El único cielo que anhelo

es el descanso, el eterno descanso.

Están muy confundidos quienes creen que el esclavo no concibe la idea de la libertad. Incluso en Bayou Boeuf, donde creo que la esclavitud existe de la forma más cruel y abyecta, con características desconocidas por completo en la mayoría de los estados del norte, hasta el esclavo más ignorante sabe perfectamente lo que significa. Sabe cuáles son los privilegios y las exenciones que implica, y que la libertad le permitiría gozar de los frutos de su trabajo y le garantizaría el disfrute de la felicidad doméstica. Percibe la diferencia entre su condición y la del hombre blanco, por muy pobre que este sea; se da cuenta de lo injustas que son las leyes que le otorgan a este el poder no solo de apropiarse de los beneficios de su trabajo, sino de someterlo a castigos injustos e inmerecidos sin que él pueda resistirse ni quejarse.

La vida de Patsey, especialmente después de aquel terrible castigo, era un largo sueño de libertad. Muy lejos, a una distancia inmensurable, sabía que existía una tierra libre. Había oído hablar miles de veces de que en el lejano norte no había esclavos ni amos. En su imaginación se trataba de una región encantada, el paraíso en la tierra. Vivir donde el hombre negro trabajara para sí mismo, vivir en su propia casa y arar su propia tierra era el sueño anhelado de Patsey; un sueño que jamás se haría realidad.

Los efectos de aquella demostración de brutalidad en el hogar de los esclavistas son obvios. El hijo mayor de Epps era un muchacho inteligente de unos diez o doce años. Sin embargo, resulta vergonzoso verlo en ocasiones reprobando, por ejemplo, al venerable tío Abram. Pedía explicaciones al anciano y, si lo creía necesario, lo sentenciaba a recibir un número considerable de latigazos, algo que hacía con mucha seriedad y parsimonia. Montado en su poni, solía adentrarse en el campo con el látigo y jugaba a ser supervisor, lo cual deleitaba a su padre. En ocasiones utilizaba el látigo indiscriminadamente, gritaba a los esclavos y se dirigía a ellos con todo tipo de blasfemias mientras su padre se reía y lo elogiaba como si lo hiciera muy bien.

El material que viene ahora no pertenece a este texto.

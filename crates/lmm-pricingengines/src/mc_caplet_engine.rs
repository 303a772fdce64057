//! Monte Carlo caplet engine under the spot measure.
//!
//! Forward rates are evolved on a grid containing every fixing up to the
//! caplet's own. The numeraire is the discretely rolled money-market
//! account started at the first accrual start, so a payment `V` at the end
//! of period `i` is worth `P(0, T_0^start) · E[V · Π_{j≤i} 1/(1 + τ_j L_j(T_j))]`.

use crate::instrument::{CapFloor, CapFloorType, PricingEngine, PricingResults};
use lmm_core::{ensure, errors::Result, Error, Real, Time};
use lmm_methods::{MonteCarloModel, MultiPath, MultiPathPricer, SimulationSettings, TimeGrid};
use lmm_models::{LiborForwardModel, LiborForwardProcess};
use std::sync::Arc;
use tracing::debug;

/// Tolerance when checking that accrual periods are contiguous.
const CONTIGUITY_TOLERANCE: Real = 1e-10;

/// Deflated caplet and floorlet payoffs on simulated forward rates.
struct OptionletPathPricer<'a> {
    process: &'a LiborForwardProcess,
    cap_floor_type: CapFloorType,
    strike: Real,
    periods: std::ops::Range<usize>,
}

impl MultiPathPricer for OptionletPathPricer<'_> {
    fn value(&self, path: &MultiPath) -> Result<Real> {
        // every rate up to the last period has fixed at the final grid time
        let rates = path.state(path.len() - 1);
        let deflators = self.process.discount_bonds(rates)?;
        let tau = self.process.accrual_periods();
        Ok(self
            .periods
            .clone()
            .map(|i| {
                let payoff = match self.cap_floor_type {
                    CapFloorType::Cap => (rates[i] - self.strike).max(0.0),
                    CapFloorType::Floor => (self.strike - rates[i]).max(0.0),
                };
                tau[i] * payoff * deflators[i]
            })
            .sum())
    }
}

/// Prices caps and floors by simulating the model's forward-rate process.
#[derive(Debug)]
pub struct McCapletEngine {
    model: Arc<LiborForwardModel>,
    settings: SimulationSettings,
}

impl McCapletEngine {
    /// Engine over `model` with the given simulation settings.
    pub fn new(model: Arc<LiborForwardModel>, settings: SimulationSettings) -> Self {
        Self { model, settings }
    }

    /// Simulation settings.
    pub fn settings(&self) -> &SimulationSettings {
        &self.settings
    }

    /// Grid through every fixing up to `last`, with at least
    /// `steps_per_year` steps per year.
    fn grid(&self, last: usize) -> Result<TimeGrid> {
        let fixings = &self.model.process().fixing_times()[..=last];
        let horizon = fixings[last];
        let steps = (horizon * self.settings.steps_per_year as Time).ceil() as usize;
        TimeGrid::from_times(fixings, steps)
    }

    fn check_contiguous(&self, last: usize) -> Result<()> {
        let process = self.model.process();
        let (starts, ends) = (process.accrual_start_times(), process.accrual_end_times());
        for j in 0..last {
            if (ends[j] - starts[j + 1]).abs() > CONTIGUITY_TOLERANCE {
                return Err(Error::ScheduleMismatch(format!(
                    "period {j} ends at {} but period {} starts at {}",
                    ends[j],
                    j + 1,
                    starts[j + 1]
                )));
            }
        }
        Ok(())
    }
}

impl PricingEngine<CapFloor> for McCapletEngine {
    fn calculate(&self, args: &CapFloor) -> Result<PricingResults> {
        ensure!(args.periods > 0, "a cap/floor needs at least one period");
        let process = self.model.process();
        let n = process.accrual_periods().len();
        let last = args.first_period + args.periods - 1;
        if last >= n {
            return Err(Error::IndexOutOfRange { index: last, size: n });
        }
        self.check_contiguous(last)?;

        let grid = self.grid(last)?;
        debug!(
            last,
            steps = grid.steps(),
            paths = self.settings.paths,
            "monte carlo cap/floor"
        );
        let pricer = OptionletPathPricer {
            process,
            cap_floor_type: args.cap_floor_type,
            strike: args.strike,
            periods: args.period_range(),
        };
        let mc = MonteCarloModel::new(process, grid, self.settings)?;
        let result = mc.run(&pricer)?;

        let scale = args.notional * self.model.discount(process.accrual_start_times()[0]);
        Ok(PricingResults::from_npv(scale * result.mean)
            .with_error_estimate(scale * result.error_estimate)
            .with_result("samples", result.samples as Real))
    }
}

«De tal palo, tal astilla.» Siendo educados de aquella forma, sea cual sea su disposición natural, es inevitable que al llegar a la madurez los jóvenes observen los sufrimientos y las penurias de los esclavos con suma indiferencia. La influencia de un sistema tan inicuo fomenta necesariamente un carácter cruel e insensible, incluso en aquellos que, entre sus iguales, se les considera humanos y generosos.

El hijo de Epps tenía algunas cualidades nobles, pero no había forma de convencerlo de que a los ojos del Señor somos todos iguales. Él veía al hombre negro como un simple animal, como cualquier otro, con la única diferencia de que sabía hablar y poseía unos instintos más elevados, y, por tanto, era más valioso. Que trabajara como las mulas de su padre, que fuera azotado, pateado e insultado toda su vida, que estuviera obligado a dirigirse al hombre blanco con el sombrero en la mano y cabizbajo era, para él, el destino natural y merecido del esclavo. Al ser educados de aquella forma, creyendo que carecemos de cualquier rasgo de humanidad, no es de extrañar que los opresores de mi pueblo sean una raza implacable y despiadada.